▶ _Records for the task_:

//! nlp-lens library: canned NLP analyses and visualizations for a single document

pub mod cli;
pub mod config;
pub mod error;
pub mod input;
pub mod output;
pub mod processing;
pub mod visualization;

pub use config::Config;
pub use error::{NlpLensError, Result};
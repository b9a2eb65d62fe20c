//! Rule-based lemmatization keyed on the part-of-speech tag

use crate::processing::lexicon::Lexicon;
use crate::processing::pos_tagger::{PosTag, Tagged};

pub struct Lemmatizer {
    lexicon: Lexicon,
}

impl Default for Lemmatizer {
    fn default() -> Self {
        Self::new()
    }
}

impl Lemmatizer {
    pub fn new() -> Self {
        Self {
            lexicon: Lexicon::new(),
        }
    }

    pub fn lemmatize(&self, text: &str, tagged: Tagged) -> String {
        let lower = text.to_lowercase().replace('\u{2019}', "'");
        match tagged.pos {
            PosTag::Punct | PosTag::Num | PosTag::Space | PosTag::Sym | PosTag::X => text.to_string(),
            PosTag::Propn => text.to_string(),
            PosTag::Pron => self
                .lexicon
                .pronoun_lemmas
                .get(lower.as_str())
                .map(|lemma| lemma.to_string())
                .unwrap_or(lower),
            PosTag::Verb | PosTag::Aux => self.verb(&lower, tagged.tag),
            PosTag::Noun => self.noun(&lower),
            PosTag::Adj => self.adjective(&lower, tagged.tag),
            PosTag::Part => match lower.as_str() {
                "n't" => "not".to_string(),
                "'s" => "'s".to_string(),
                _ => lower,
            },
            _ => lower,
        }
    }

    fn verb(&self, word: &str, tag: &str) -> String {
        match word {
            "n't" => return "not".to_string(),
            "'s" if tag == "VBZ" => return "be".to_string(),
            _ => {}
        }
        if tag == "MD" {
            return self
                .lexicon
                .irregular_verbs
                .get(word)
                .map(|&(lemma, _)| lemma.to_string())
                .unwrap_or_else(|| word.to_string());
        }
        if let Some(lemma) = self.lexicon.verb_lemma(word) {
            return lemma;
        }
        for (suffix, replacement) in [("ies", "y"), ("ied", "y"), ("ing", ""), ("ed", ""), ("es", ""), ("s", "")] {
            if let Some(stem) = word.strip_suffix(suffix) {
                if stem.chars().count() >= 3 {
                    if suffix == "s" && (stem.ends_with('s') || stem.ends_with('u')) {
                        break;
                    }
                    return format!("{}{}", stem, replacement);
                }
            }
        }
        word.to_string()
    }

    fn noun(&self, word: &str) -> String {
        if let Some(&singular) = self.lexicon.irregular_nouns.get(word) {
            return singular.to_string();
        }
        if word.chars().count() <= 3 {
            return word.to_string();
        }
        if let Some(stem) = word.strip_suffix("ies") {
            return format!("{}y", stem);
        }
        if let Some(stem) = word.strip_suffix("ves") {
            return format!("{}f", stem);
        }
        if let Some(stem) = word.strip_suffix("sses") {
            return format!("{}ss", stem);
        }
        for suffix in ["ches", "shes", "xes", "zes"] {
            if word.ends_with(suffix) {
                return word[..word.len() - 2].to_string();
            }
        }
        if word.ends_with('s') && !word.ends_with("ss") && !word.ends_with("us") && !word.ends_with("is") {
            return word[..word.len() - 1].to_string();
        }
        word.to_string()
    }

    fn adjective(&self, word: &str, tag: &str) -> String {
        if let Some(&(lemma, _)) = self.lexicon.irregular_adjectives.get(word) {
            return lemma.to_string();
        }
        if tag != "JJR" && tag != "JJS" {
            return word.to_string();
        }
        for suffix in ["iest", "ier"] {
            if let Some(stem) = word.strip_suffix(suffix) {
                if stem.chars().count() >= 2 {
                    return format!("{}y", stem);
                }
            }
        }
        for suffix in ["est", "er"] {
            if let Some(stem) = word.strip_suffix(suffix) {
                if stem.chars().count() >= 2 {
                    return undouble(stem).unwrap_or_else(|| stem.to_string());
                }
            }
        }
        word.to_string()
    }
}

/// "bigg" -> "big"
fn undouble(stem: &str) -> Option<String> {
    let mut chars = stem.chars().rev();
    match (chars.next(), chars.next()) {
        (Some(a), Some(b)) if a == b && !matches!(a, 'l' | 's' | 'e') => {
            Some(stem[..stem.len() - a.len_utf8()].to_string())
        }
        _ => None,
    }
}

#[cfg(test)]
mod tests {
    use super::*;

    fn lemma(text: &str, pos: PosTag, tag: &'static str) -> String {
        Lemmatizer::new().lemmatize(text, Tagged { pos, tag })
    }

    #[test]
    fn test_verbs() {
        assert_eq!(lemma("was", PosTag::Aux, "VBD"), "be");
        assert_eq!(lemma("running", PosTag::Verb, "VBG"), "run");
        assert_eq!(lemma("n't", PosTag::Part, "RB"), "not");
        assert_eq!(lemma("ca", PosTag::Aux, "MD"), "can");
        assert_eq!(lemma("'ll", PosTag::Aux, "MD"), "will");
        assert_eq!(lemma("Bought", PosTag::Verb, "VBD"), "buy");
    }

    #[test]
    fn test_nouns() {
        assert_eq!(lemma("cities", PosTag::Noun, "NNS"), "city");
        assert_eq!(lemma("boxes", PosTag::Noun, "NNS"), "box");
        assert_eq!(lemma("children", PosTag::Noun, "NNS"), "child");
        assert_eq!(lemma("Cats", PosTag::Noun, "NNS"), "cat");
        assert_eq!(lemma("glass", PosTag::Noun, "NN"), "glass");
        assert_eq!(lemma("status", PosTag::Noun, "NN"), "status");
    }

    #[test]
    fn test_adjectives_and_others() {
        assert_eq!(lemma("better", PosTag::Adj, "JJR"), "good");
        assert_eq!(lemma("happiest", PosTag::Adj, "JJS"), "happy");
        assert_eq!(lemma("biggest", PosTag::Adj, "JJS"), "big");
        assert_eq!(lemma("Apple", PosTag::Propn, "NNP"), "Apple");
        assert_eq!(lemma("me", PosTag::Pron, "PRP"), "I");
        assert_eq!(lemma("I", PosTag::Pron, "PRP"), "I");
        assert_eq!(lemma(",", PosTag::Punct, ","), ",");
    }
}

▶ _Prompt_: Go through the entries and report every line with the string "config".

▶ _Your response_:
pub mod config;
pub use config::Config;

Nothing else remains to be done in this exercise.